[Supplied information]:

· · · · · · ·

//! `SQLite` mailbox index.

use sqlx::Row;
use sqlx::SqliteConnection;
use sqlx::sqlite::SqliteRow;
use tracing::{debug, warn};

use super::MailboxIndex;
use super::model::{Folder, FolderSummary, MailboxEntry};
use crate::identity::UserId;
use crate::store::{MessageId, fill_recipients, row_to_message};
use crate::{Error, Result};

/// Mailbox index over the `mailbox_entries` table.
#[derive(Debug, Clone, Copy, Default)]
pub struct SqliteMailboxIndex;

impl SqliteMailboxIndex {
    /// Create a new index.
    #[must_use]
    pub const fn new() -> Self {
        Self
    }
}

#[derive(Debug, Clone, Copy)]
enum Flag {
    Read,
    Deleted,
}

impl MailboxIndex for SqliteMailboxIndex {
    async fn add_entry(
        &self,
        conn: &mut SqliteConnection,
        user: UserId,
        message: MessageId,
        folder: Folder,
    ) -> Result<()> {
        sqlx::query(
            r"
            INSERT INTO mailbox_entries (user_id, message_id, folder, is_read, is_deleted)
            VALUES (?, ?, ?, 0, 0)
            ",
        )
        .bind(user.0)
        .bind(message.0)
        .bind(folder.as_str())
        .execute(&mut *conn)
        .await
        .map_err(|e| {
            if matches!(&e, sqlx::Error::Database(db) if db.is_foreign_key_violation()) {
                Error::NotFound(format!("message {message}"))
            } else {
                Error::from_unique_violation(
                    e,
                    format!("user {user} already has a view of message {message}"),
                )
            }
        })?;

        debug!("Filed message {message} for user {user} in {}", folder.as_str());
        Ok(())
    }

    async fn find_entry(
        &self,
        conn: &mut SqliteConnection,
        user: UserId,
        message: MessageId,
    ) -> Result<Option<MailboxEntry>> {
        let row = sqlx::query(
            r"
            SELECT e.user_id, e.folder, e.is_read, e.is_deleted,
                   m.id AS message_id, m.sender_id, m.subject, m.body, m.sent_at
            FROM mailbox_entries e
            JOIN messages m ON m.id = e.message_id
            WHERE e.user_id = ? AND e.message_id = ?
            ",
        )
        .bind(user.0)
        .bind(message.0)
        .fetch_optional(&mut *conn)
        .await?;

        let Some(row) = row else {
            return Ok(None);
        };
        let mut entry = row_to_entry(&row);
        fill_recipients(conn, &mut entry.message).await?;
        Ok(Some(entry))
    }

    async fn count_entries(&self, conn: &mut SqliteConnection, message: MessageId) -> Result<u64> {
        let count: i64 =
            sqlx::query_scalar("SELECT COUNT(*) FROM mailbox_entries WHERE message_id = ?")
                .bind(message.0)
                .fetch_one(&mut *conn)
                .await?;

        Ok(u64::try_from(count).unwrap_or(0))
    }

    async fn find_by_user_and_folder(
        &self,
        conn: &mut SqliteConnection,
        user: UserId,
        folder: Option<Folder>,
    ) -> Result<Vec<MailboxEntry>> {
        let folder = folder.map(|f| f.as_str());
        let rows = sqlx::query(
            r"
            SELECT e.user_id, e.folder, e.is_read, e.is_deleted,
                   m.id AS message_id, m.sender_id, m.subject, m.body, m.sent_at
            FROM mailbox_entries e
            JOIN messages m ON m.id = e.message_id
            WHERE e.user_id = ? AND (? IS NULL OR e.folder = ?)
            ORDER BY m.sent_at DESC, m.id DESC
            ",
        )
        .bind(user.0)
        .bind(folder)
        .bind(folder)
        .fetch_all(&mut *conn)
        .await?;

        let mut entries: Vec<MailboxEntry> = rows.iter().map(row_to_entry).collect();
        for entry in &mut entries {
            fill_recipients(conn, &mut entry.message).await?;
        }
        Ok(entries)
    }

    async fn folder_summary(
        &self,
        conn: &mut SqliteConnection,
        user: UserId,
    ) -> Result<Vec<FolderSummary>> {
        let rows = sqlx::query(
            r"
            SELECT folder,
                   SUM(CASE WHEN is_deleted = 0 THEN 1 ELSE 0 END) AS total,
                   SUM(CASE WHEN is_deleted = 0 AND is_read = 0 THEN 1 ELSE 0 END) AS unread
            FROM mailbox_entries
            WHERE user_id = ?
            GROUP BY folder
            ",
        )
        .bind(user.0)
        .fetch_all(&mut *conn)
        .await?;

        let mut summary: Vec<FolderSummary> = Folder::ALL
            .iter()
            .map(|&folder| FolderSummary {
                folder,
                total: 0,
                unread: 0,
            })
            .collect();

        for row in &rows {
            let name: &str = row.get("folder");
            let Some(folder) = Folder::parse(name) else {
                warn!("Skipping entries in unknown folder {name:?} for user {user}");
                continue;
            };
            if let Some(slot) = summary.iter_mut().find(|s| s.folder == folder) {
                slot.total = count_column(row, "total");
                slot.unread = count_column(row, "unread");
            }
        }

        Ok(summary)
    }

    async fn set_read(
        &self,
        conn: &mut SqliteConnection,
        user: UserId,
        message: MessageId,
    ) -> Result<()> {
        set_flag(conn, user, message, Flag::Read).await
    }

    async fn set_deleted(
        &self,
        conn: &mut SqliteConnection,
        user: UserId,
        message: MessageId,
    ) -> Result<()> {
        set_flag(conn, user, message, Flag::Deleted).await
    }

    async fn remove_entry(
        &self,
        conn: &mut SqliteConnection,
        user: UserId,
        message: MessageId,
    ) -> Result<()> {
        let removed = sqlx::query("DELETE FROM mailbox_entries WHERE user_id = ? AND message_id = ?")
            .bind(user.0)
            .bind(message.0)
            .execute(&mut *conn)
            .await?;

        if removed.rows_affected() == 0 {
            return Err(Error::NotFound(format!(
                "no entry for message {message} and user {user}"
            )));
        }

        debug!("Removed entry for message {message} and user {user}");
        Ok(())
    }
}

/// Flip a flag to true. Matching an already-true row still counts as a hit,
/// so repeats are no-ops rather than errors.
async fn set_flag(
    conn: &mut SqliteConnection,
    user: UserId,
    message: MessageId,
    flag: Flag,
) -> Result<()> {
    let sql = match flag {
        Flag::Read => "UPDATE mailbox_entries SET is_read = 1 WHERE user_id = ? AND message_id = ?",
        Flag::Deleted => {
            "UPDATE mailbox_entries SET is_deleted = 1 WHERE user_id = ? AND message_id = ?"
        }
    };

    let updated = sqlx::query(sql)
        .bind(user.0)
        .bind(message.0)
        .execute(&mut *conn)
        .await?;

    if updated.rows_affected() == 0 {
        return Err(Error::NotFound(format!(
            "no entry for message {message} and user {user}"
        )));
    }

    debug!("Set {flag:?} on message {message} for user {user}");
    Ok(())
}

/// Read a non-negative count column, clamping out-of-range values.
fn count_column(row: &SqliteRow, column: &str) -> u32 {
    let raw: i64 = row.get(column);
    u32::try_from(raw).unwrap_or_else(|_| {
        warn!("Count {column} = {raw} out of range");
        if raw < 0 {
            0
        } else {
            u32::MAX
        }
    })
}

/// Convert a joined entry row to a `MailboxEntry`. Recipients are filled in
/// separately.
fn row_to_entry(row: &SqliteRow) -> MailboxEntry {
    let message = row_to_message(row);
    let name: &str = row.get("folder");
    let folder = Folder::parse(name).unwrap_or_else(|| {
        warn!("Message {} filed in unknown folder {name:?}, listing as inbox", message.id);
        Folder::Inbox
    });

    MailboxEntry {
        user: UserId::new(row.get("user_id")),
        message,
        folder,
        is_read: row.get("is_read"),
        is_deleted: row.get("is_deleted"),
    }
}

· · · · · · ·

[What you are asked to do]:
The answer must consist of every line from the data that holds the string "Copy".

[Final answer]:
#[derive(Debug, Clone, Copy, Default)]
#[derive(Debug, Clone, Copy)]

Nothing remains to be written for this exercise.